Director Wes Anderson is on scintillating form in this quirky and warm-hearted comedy-drama which achieved the rare double whammy of serious arthouse acclaim (it premiered at the 2014 Berlin Film Festival) and major box office success. Nine Academy Award nominations, four Oscars and an all-star cast helped on that front.

Any way you cut it, then, it’s a classic, though a great place to start is with Ralph Fiennes, arguably delivering a career-best performance here as Gustave, the slick and eccentric concierge at the famous hotel of the title, located somewhere in an un-named Middle European country. Gustave’s story is told in a multi-layered series of flashbacks, starting with the recollections of a British novelist known only as the Author (Tom Wilkinson) who has written a book about him titled The Grand Budapest Hotel. It in turn was based on a story he heard as a much younger man from one Zero Mustafa (F Murray Abraham) during a visit to the hotel in 1968. Jude Law plays the Author in these sections and over dinner in a deserted dining room Zero tells him about how he started at the Grand Budapest as a teenage bellhop in 1932 and how he was given his position by Gustave, who became his friend and mentor. It’s Zero (played in the 1930s sections by Tony Revolori) who accompanies Gustave on the adventures which form the heart of the film – adventures which include a wealthy dowager (Tilda Swinton), her son (Adrien Brody), a disputed will, a stolen painting, a cartoonishly villainous hitman (Willem Dafoe), a lawyer (Jeff Goldblum), a girlfriend (Zero’s, played by Saoirse Ronan) and a gang of soft-hearted convicts led by Harvey Keitel. As if that wasn’t enough there are cameos from Wes Anderson regulars Bill Murray, Owen Wilson, Edward Norton and Jason Schwartzman, as well as French actors Léa Seydoux and Mathieu Amalric.

With its stories-within-stories structure it’s a typically (and deliberately) complicated film, but it’s testament to Anderson’s skill as director and scriptwriter that he holds it all together over the course of 100 joyous minutes. Loosely based on two novels by early 20th century Austrian writer Stefan Zweig, it’s a real treat. And as proof of the purchase it has on the popular imagination, BBC Scotland’s A View From The Terrace recently paid its own homage in a segment shot at Arbroath FC’s Gayfield ground during a game against Airdrieonians and presented in the style of Grand Budapest Hotel, complete with inter-titles and a soundtrack by Vivaldi. Weird, but worth digging out after you’ve watched the real thing.

Beastie Boys Story, Apple TV

Now streaming

Eight years after the death from cancer of founding member Adam Yauch, the two remaining members of the infamous New York rap act come together to pay tribute to him and to tell the story of the band’s rise and demise. So far, so straightforward rock doc. But the film’s subtitle – A Spike Jonze Live Documentary – tells you there’s a lot more going on.
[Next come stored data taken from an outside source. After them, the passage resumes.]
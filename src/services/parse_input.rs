// src/services/parse_input.rs

//! `parse_input`: turn a free-text traffic query such as
//! `A12+20200101-20200107+5km+10-30min` into structured search fields plus a
//! short display text.

use serde_json::{Map, Value, json};

use crate::services::parsers::{
    DateSpec, parse_dates, parse_distance, parse_number_of_disturbances, parse_road, parse_time,
    parse_total_delay,
};
use crate::services::schema;
use crate::services::worker::{LogSender, WorkerError, WorkerResult};
use crate::types::JobRequest;

const SERVICE_NAME: &str = "parse_input";

/// Fields recognised in the input string.
#[derive(Debug, Default, PartialEq)]
pub struct ParsedInput {
    pub dates: Vec<DateSpec>,
    pub time_ext: Option<[f64; 2]>,
    pub space_ext: Option<[f64; 2]>,
    pub road_num: Vec<u64>,
    pub number_of_disturbances: Option<[i64; 2]>,
    pub total_delay: Option<[i64; 2]>,
    pub warning: Vec<String>,
}

pub fn info() -> String {
    "Information for parse input service

Splits 'input_str' on '+' and recognises, per group:
* date or date range, e.g. 20200101 or 01012020-07012020
* traffic jam duration in minutes, e.g. 10-30min
* traffic jam length in km, e.g. 1-5km
* road number, e.g. A12
* number of disturbances, e.g. #2-4
* total delay in vehicle hours, e.g. 100-200vvu
Unrecognised groups are returned under 'warning'.

Input units:
* \"date\": date string in the format \"YYYY-MM-DD\"
* \"space_ext\": km
* \"time_ext\": minutes

Schema:
{
   'service': 'parse_input',
   'input_str': <string>
}
"
    .to_string()
}

/// Check the request shape; extra keys are ignored.
pub fn validate(request: &JobRequest) -> Result<&str, WorkerError> {
    schema::expect_service(request, SERVICE_NAME)?;
    match request.payload().get("input_str") {
        Some(Value::String(input)) => Ok(input.as_str()),
        Some(other) => Err(WorkerError::Validation(format!(
            "key 'input_str' error: {other} should be instance of 'str'"
        ))),
        None => Err(WorkerError::Validation("Missing key: 'input_str'".to_string())),
    }
}

/// Classify every `+`-separated group of `input` (spaces are ignored).
pub fn parse(input: &str) -> ParsedInput {
    let compact: String = input.chars().filter(|c| *c != ' ').collect();
    let mut parsed = ParsedInput::default();

    for group in compact.split('+') {
        if let Some(date) = parse_dates(group) {
            parsed.dates.push(date);
        } else if let Some(time) = parse_time(group) {
            parsed.time_ext = Some(time);
        } else if let Some(distance) = parse_distance(group) {
            parsed.space_ext = Some(distance);
        } else if let Some(road) = parse_road(group) {
            parsed.road_num.push(road);
        } else if let Some(count) = parse_number_of_disturbances(group) {
            parsed.number_of_disturbances = Some(count);
        } else if let Some(delay) = parse_total_delay(group) {
            parsed.total_delay = Some(delay);
        } else {
            parsed.warning.push(group.to_string());
        }
    }

    parsed
}

/// Format a float the way the display text has always shown it (`5.0`).
fn display_float(value: f64) -> String {
    if value.fract() == 0.0 && value.is_finite() {
        format!("{value:.1}")
    } else {
        value.to_string()
    }
}

fn display_date(date: &DateSpec) -> String {
    match date {
        DateSpec::Individual([day]) => day.clone(),
        DateSpec::Range([from, to]) => format!("[{from}, {to}]"),
    }
}

impl ParsedInput {
    /// Short summary, parts joined by ` | ` and spaces replaced by `_`.
    pub fn display_text(&self) -> String {
        let mut parts = Vec::new();

        if !self.road_num.is_empty() {
            let roads: Vec<String> = self.road_num.iter().map(|r| format!("A{r}")).collect();
            parts.push(format!("Wegnummer: {}", roads.join(", ")));
        }
        if !self.dates.is_empty() {
            let dates: Vec<String> = self.dates.iter().map(display_date).collect();
            parts.push(format!("Datum: {}", dates.join(", ")));
        }
        if let Some([low, high]) = self.space_ext {
            parts.push(format!("File lengte: {}-{} km", display_float(low), display_float(high)));
        }
        if let Some([low, high]) = self.time_ext {
            parts.push(format!("File duur: {}-{} mins", display_float(low), display_float(high)));
        }
        if let Some([low, high]) = self.number_of_disturbances {
            parts.push(format!("Aantal filegolven: {low}-{high}"));
        }
        if let Some([low, high]) = self.total_delay {
            parts.push(format!("Total delay: {low}-{high}"));
        }

        parts.join(" | ").replace(' ', "_")
    }

    /// Result mapping. Single-element lists are unwrapped, except roads.
    pub fn to_map(&self) -> Map<String, Value> {
        fn unwrap_single(values: Vec<Value>) -> Value {
            if values.len() == 1 {
                values.into_iter().next().unwrap_or(Value::Null)
            } else {
                Value::Array(values)
            }
        }

        let range_or_empty = |range: Option<Value>| range.unwrap_or_else(|| json!([]));

        let mut data = Map::new();
        data.insert(
            "date".to_string(),
            unwrap_single(self.dates.iter().map(|d| json!(d)).collect()),
        );
        data.insert("time_ext".to_string(), range_or_empty(self.time_ext.map(|r| json!(r))));
        data.insert("space_ext".to_string(), range_or_empty(self.space_ext.map(|r| json!(r))));
        data.insert("road_num".to_string(), json!(self.road_num));
        data.insert(
            "number_of_disturbances".to_string(),
            range_or_empty(self.number_of_disturbances.map(|r| json!(r))),
        );
        data.insert(
            "total_delay".to_string(),
            range_or_empty(self.total_delay.map(|r| json!(r))),
        );
        data.insert(
            "warning".to_string(),
            unwrap_single(self.warning.iter().map(|w| json!(w)).collect()),
        );
        data.insert("text".to_string(), Value::String(self.display_text()));
        data
    }
}

/// Worker entry point.
pub fn run(request: &JobRequest, log: &LogSender) -> WorkerResult {
    log.send("Started parse input service");

    let input = match validate(request) {
        Ok(input) => input,
        Err(err) => {
            log.send("Error in schema validation, see result for details");
            return Err(err);
        }
    };
    log.send("Request schema validated");

    let parsed = parse(input);
    if !parsed.warning.is_empty() {
        log.send(format!("unrecognised groups: {:?}", parsed.warning));
    }
    log.send("completed successfully");
    Ok(parsed.to_map())
}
So as Ad-Rock (Adam Horovitz) and Mike D (Mike Diamond) pace the stage of a packed New York theatre with a huge screen behind them, the puckish film-maker “directs” the visuals while occasionally interjecting from behind his mixing desk somewhere to apologise for muffing his cues. Only not really, because that whole close-to-falling-apart shtick is Jonze’s preferred modus operandi and you could say it’s been the guiding principal in the three decade career of his great friends the Beastie Boys.

Beastie Boys afficionados might not learn that much that’s new and there’s a slightly revisionist feel to the way Horovitz in particular deals with the blatant sexism of the band’s early lyrics and stage shows. Still, a mea culpa’s a mea culpa, and as he says at one point, he’d rather be called a hypocrite than still be the d*** he once was. But there’s a wealth of the wonderful footage shot by the band themselves and the story of their founding in New York, their signing to rap label Def Jam, their globe-trotting antics and the re-building of their sound and reputation in the sunshine of Los Angeles through the 1990s is told with self-deprecating humour and a goofy sort of charm. It’s powerfully emotional, too, as in the closing section Horovitz is moved to tears as he remembers the last gig the band played together and pays tribute to the memory of Yauch.